Facebook's new Timeline might actually be welcomed by users compared to infamous redesigns and new features in the past.
Written by Rachel King, Contributor

Like many Facebook users, I haven't been a big fan of Facebook redesigns in the past. Many of them have looked clunky, ripoff looks from other sites (remember the controversy with the news feed font looking like Twitter?), and usually come with a lot automatic opt-in features that have many users questioning their rights to a certain amount of privacy.

Timeline is different. Timeline is actually useful and aesthetically pleasing. Sure, it still looks a bit clunky and cluttered as there are now boxes everywhere, and some things were easier to navigate via text (i.e. the sidebar links to photos and such that have been replaced with image tiles closer to the center top).

See also: Facebook unveils revamped profile design: Timeline Facebook gets media and lifestyle integration, including Spotify

As far as design goes, I really like the Cover section that acts as a wallpaper-of-sorts without getting out of hand. It's an opportunity for users to be creative and give a very in-your-face introduction to their interests and personalities. Of course, this might only work well for users who opt for high-resolution images that are really beautiful and eye catching.

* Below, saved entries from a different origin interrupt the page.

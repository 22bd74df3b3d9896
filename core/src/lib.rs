// Streaming CW (Morse) decoder
// Spectral tone detection, envelope timing analysis and per-frequency text tracking

pub mod analysis;
pub mod classify;
pub mod edges;
pub mod envelope;
pub mod error;
pub mod listener;
pub mod pcm;
pub mod peaks;
pub mod pipeline;
pub mod spectrum;
pub mod symbols;
pub mod synth;
pub mod tracker;
pub mod types;

// Re-export main public API
pub use analysis::{AnalysisBuffer, AnalysisJob};
pub use error::{Error, Result};
pub use listener::{ChannelSink, DisplaySink, Listener};
pub use pipeline::decode_window;
pub use symbols::{SymbolTable, UNKNOWN_SYMBOL};
pub use tracker::{OutputHistory, Tracker};
pub use types::*;

// Public API for direct Rust usage
pub fn decode(samples: &[f32], sample_rate: u32, params: &DecoderParams) -> WindowResult {
    pipeline::decode_window(samples, sample_rate, params, SymbolTable::standard())
}

pub fn synthesize_cw(text: &str, params: &SynthParams) -> Result<Vec<f32>> {
    synth::synthesize(text, params, SymbolTable::standard())
}

pub fn detect_tones(samples: &[f32], sample_rate: u32, params: &DecoderParams) -> Vec<SpectralPeak> {
    spectrum::detect_tones(samples, sample_rate, params)
}
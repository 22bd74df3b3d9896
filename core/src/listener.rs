//! Streaming listener
//!
//! Audio is cut into fixed capture windows. Each one is appended to the
//! [`AnalysisBuffer`] and the accumulated transmission is decoded on a
//! worker pool without waiting for earlier windows; results flow over a
//! channel to a single actor thread that owns the [`Tracker`] and the
//! display. The actor puts results back into capture order before applying
//! them, so the tracker is the only shared state and it has exactly one
//! writer.

use crate::analysis::{AnalysisBuffer, AnalysisJob};
use crate::error::{Error, Result};
use crate::pcm::s32le_to_f32;
use crate::pipeline::decode_window;
use crate::symbols::SymbolTable;
use crate::tracker::Tracker;
use crate::types::{DecoderParams, DisplayUpdate, WindowResult};
use crossbeam_channel::{unbounded, Receiver, Sender};
use std::collections::BTreeMap;
use std::sync::atomic::{AtomicBool, Ordering};
use std::sync::Arc;
use std::thread::{self, JoinHandle};
use tracing::{debug, info, trace, warn};

/// Receives a [`DisplayUpdate`] after every applied window
pub trait DisplaySink: Send {
    /// Updates are skipped while this returns false
    fn is_visible(&self) -> bool {
        true
    }

    fn update(&mut self, update: &DisplayUpdate);
}

impl<F> DisplaySink for F
where
    F: FnMut(&DisplayUpdate) + Send,
{
    fn update(&mut self, update: &DisplayUpdate) {
        self(update)
    }
}

/// Forwards updates over a channel, gated by a shared visibility flag
pub struct ChannelSink {
    sender: Sender<DisplayUpdate>,
    visible: Arc<AtomicBool>,
}

impl ChannelSink {
    pub fn new() -> (Self, Receiver<DisplayUpdate>) {
        let (sender, receiver) = unbounded();
        let sink = Self {
            sender,
            visible: Arc::new(AtomicBool::new(true)),
        };
        (sink, receiver)
    }

    /// Handle for toggling visibility from another thread
    pub fn visibility(&self) -> Arc<AtomicBool> {
        Arc::clone(&self.visible)
    }
}

impl DisplaySink for ChannelSink {
    fn is_visible(&self) -> bool {
        self.visible.load(Ordering::Relaxed)
    }

    fn update(&mut self, update: &DisplayUpdate) {
        if self.sender.send(update.clone()).is_err() {
            trace!("display receiver gone, update dropped");
        }
    }
}

enum Message {
    Window { seq: u64, result: WindowResult },
    /// Apply everything up to `until`, then stop
    Finish { until: u64 },
    Stop,
}

struct Actor<S> {
    tracker: Tracker,
    sink: S,
    pending: BTreeMap<u64, WindowResult>,
    next_seq: u64,
}

impl<S: DisplaySink> Actor<S> {
    fn apply_ready(&mut self) {
        while let Some(result) = self.pending.remove(&self.next_seq) {
            let update = self.tracker.apply(&result);
            if self.sink.is_visible() {
                self.sink.update(&update);
            } else {
                trace!(seq = self.next_seq, "display hidden, update skipped");
            }
            self.next_seq += 1;
        }
    }

    fn run(mut self, inbox: Receiver<Message>) -> DisplayUpdate {
        let mut finish_at = None;

        loop {
            if let Some(until) = finish_at {
                if self.next_seq >= until {
                    break;
                }
            }
            match inbox.recv() {
                Ok(Message::Window { seq, result }) => {
                    self.pending.insert(seq, result);
                    self.apply_ready();
                }
                Ok(Message::Finish { until }) => finish_at = Some(until),
                Ok(Message::Stop) | Err(_) => break,
            }
        }

        if !self.pending.is_empty() {
            warn!(
                dropped = self.pending.len(),
                next = self.next_seq,
                "stopping with out-of-order windows unapplied"
            );
        }
        self.tracker.snapshot()
    }
}

pub struct Listener {
    params: Arc<DecoderParams>,
    table: Arc<SymbolTable>,
    sample_rate: u32,
    window_len: usize,
    buffer: Vec<f32>,
    analysis: AnalysisBuffer,
    next_seq: u64,
    pool: rayon::ThreadPool,
    outbox: Sender<Message>,
    actor: Option<JoinHandle<DisplayUpdate>>,
}

impl Listener {
    pub fn new<S>(
        params: DecoderParams,
        table: &SymbolTable,
        sample_rate: u32,
        sink: S,
    ) -> Result<Self>
    where
        S: DisplaySink + 'static,
    {
        params.validate()?;
        if sample_rate == 0 {
            return Err(Error::InvalidParams("sample rate must be positive".to_string()));
        }

        let pool = rayon::ThreadPoolBuilder::new()
            .num_threads(params.worker_threads)
            .thread_name(|i| format!("cw-decode-{i}"))
            .build()?;

        let (outbox, inbox) = unbounded();
        let actor = Actor {
            tracker: Tracker::new(&params),
            sink,
            pending: BTreeMap::new(),
            next_seq: 0,
        };
        let handle = thread::Builder::new()
            .name("cw-tracker".to_string())
            .spawn(move || actor.run(inbox))?;

        let window_len = params.window_len(sample_rate);
        info!(
            sample_rate,
            window_len,
            workers = params.worker_threads,
            "listener started"
        );

        let analysis = AnalysisBuffer::new(&params, sample_rate);
        Ok(Self {
            params: Arc::new(params),
            table: Arc::new(table.clone()),
            sample_rate,
            window_len,
            buffer: Vec::with_capacity(window_len),
            analysis,
            next_seq: 0,
            pool,
            outbox,
            actor: Some(handle),
        })
    }

    pub fn window_len(&self) -> usize {
        self.window_len
    }

    /// Windows handed to the pool so far
    pub fn windows_submitted(&self) -> u64 {
        self.next_seq
    }

    /// Append captured samples; every completed window is queued for decoding
    pub fn push_samples(&mut self, samples: &[f32]) {
        let mut rest = samples;
        while !rest.is_empty() {
            let take = (self.window_len - self.buffer.len()).min(rest.len());
            self.buffer.extend_from_slice(&rest[..take]);
            rest = &rest[take..];

            if self.buffer.len() == self.window_len {
                let window = std::mem::replace(&mut self.buffer, Vec::with_capacity(self.window_len));
                let job = self.analysis.push_window(&window, &self.params);
                self.dispatch(job);
            }
        }
    }

    /// Append raw S32LE capture bytes
    pub fn push_pcm_s32le(&mut self, bytes: &[u8], channels: usize) {
        let samples = s32le_to_f32(bytes, channels);
        self.push_samples(&samples);
    }

    fn dispatch(&mut self, job: AnalysisJob) {
        let seq = self.next_seq;
        self.next_seq += 1;

        let params = Arc::clone(&self.params);
        let table = Arc::clone(&self.table);
        let outbox = self.outbox.clone();
        let sample_rate = self.sample_rate;

        self.pool.spawn(move || {
            let mut result = decode_window(&job.samples, sample_rate, &params, &table);
            result.finished = job.finished;
            if outbox.send(Message::Window { seq, result }).is_err() {
                debug!(seq, "listener stopped, window result discarded");
            }
        });
    }

    fn stop_with(&mut self, message: Message) -> DisplayUpdate {
        let Some(handle) = self.actor.take() else {
            return DisplayUpdate::default();
        };
        if self.outbox.send(message).is_err() {
            warn!("tracker thread already gone");
        }
        match handle.join() {
            Ok(snapshot) => snapshot,
            Err(_) => {
                warn!("tracker thread panicked");
                DisplayUpdate::default()
            }
        }
    }

    /// Stop now. Windows still being decoded are abandoned.
    pub fn shutdown(mut self) -> DisplayUpdate {
        let snapshot = self.stop_with(Message::Stop);
        info!(windows = self.next_seq, "listener shut down");
        snapshot
    }

    /// Wait for every submitted window to be applied, then stop. A partial
    /// window still in the buffer is not decoded.
    pub fn finish(mut self) -> DisplayUpdate {
        let until = self.next_seq;
        let snapshot = self.stop_with(Message::Finish { until });
        info!(windows = until, "listener finished");
        snapshot
    }
}

impl Drop for Listener {
    fn drop(&mut self) {
        if self.actor.is_some() {
            self.stop_with(Message::Stop);
        }
    }
}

But really, the Timeline is probably something a lot of users wanted without much of a voice asking for it. Everyone has been asking about music and movie integration (or at least to the point where they were asking is this a rumor or not, maybe they didn't want it). There was even talk about NFC integration.

Even though it sounded a bit cheesy when Facebook execs called the Timeline the "new scrapbook" of the digital age, they do have a point. This really does change social networking in the sense that you can have your whole social life online and have a much easier way of flipping back through all of it. For those of us who actually do have boxes of photo albums and scrapbooks from pre-2004, well, we're stuck with those boxes unless we want to scan and upload them all. For future generations, this is going to be they way they collect and share memories.

Of course, there is always the potential that when looking back through all of that content, we might stumble upon some status messages and photos that we might have wanted to leave in the past. Even though it's common knowledge that Facebook owns all of that content and can do whatever it wants with it, now there's definitely no way of escaping something that might have been funny in 2005 and is just embarrassing now.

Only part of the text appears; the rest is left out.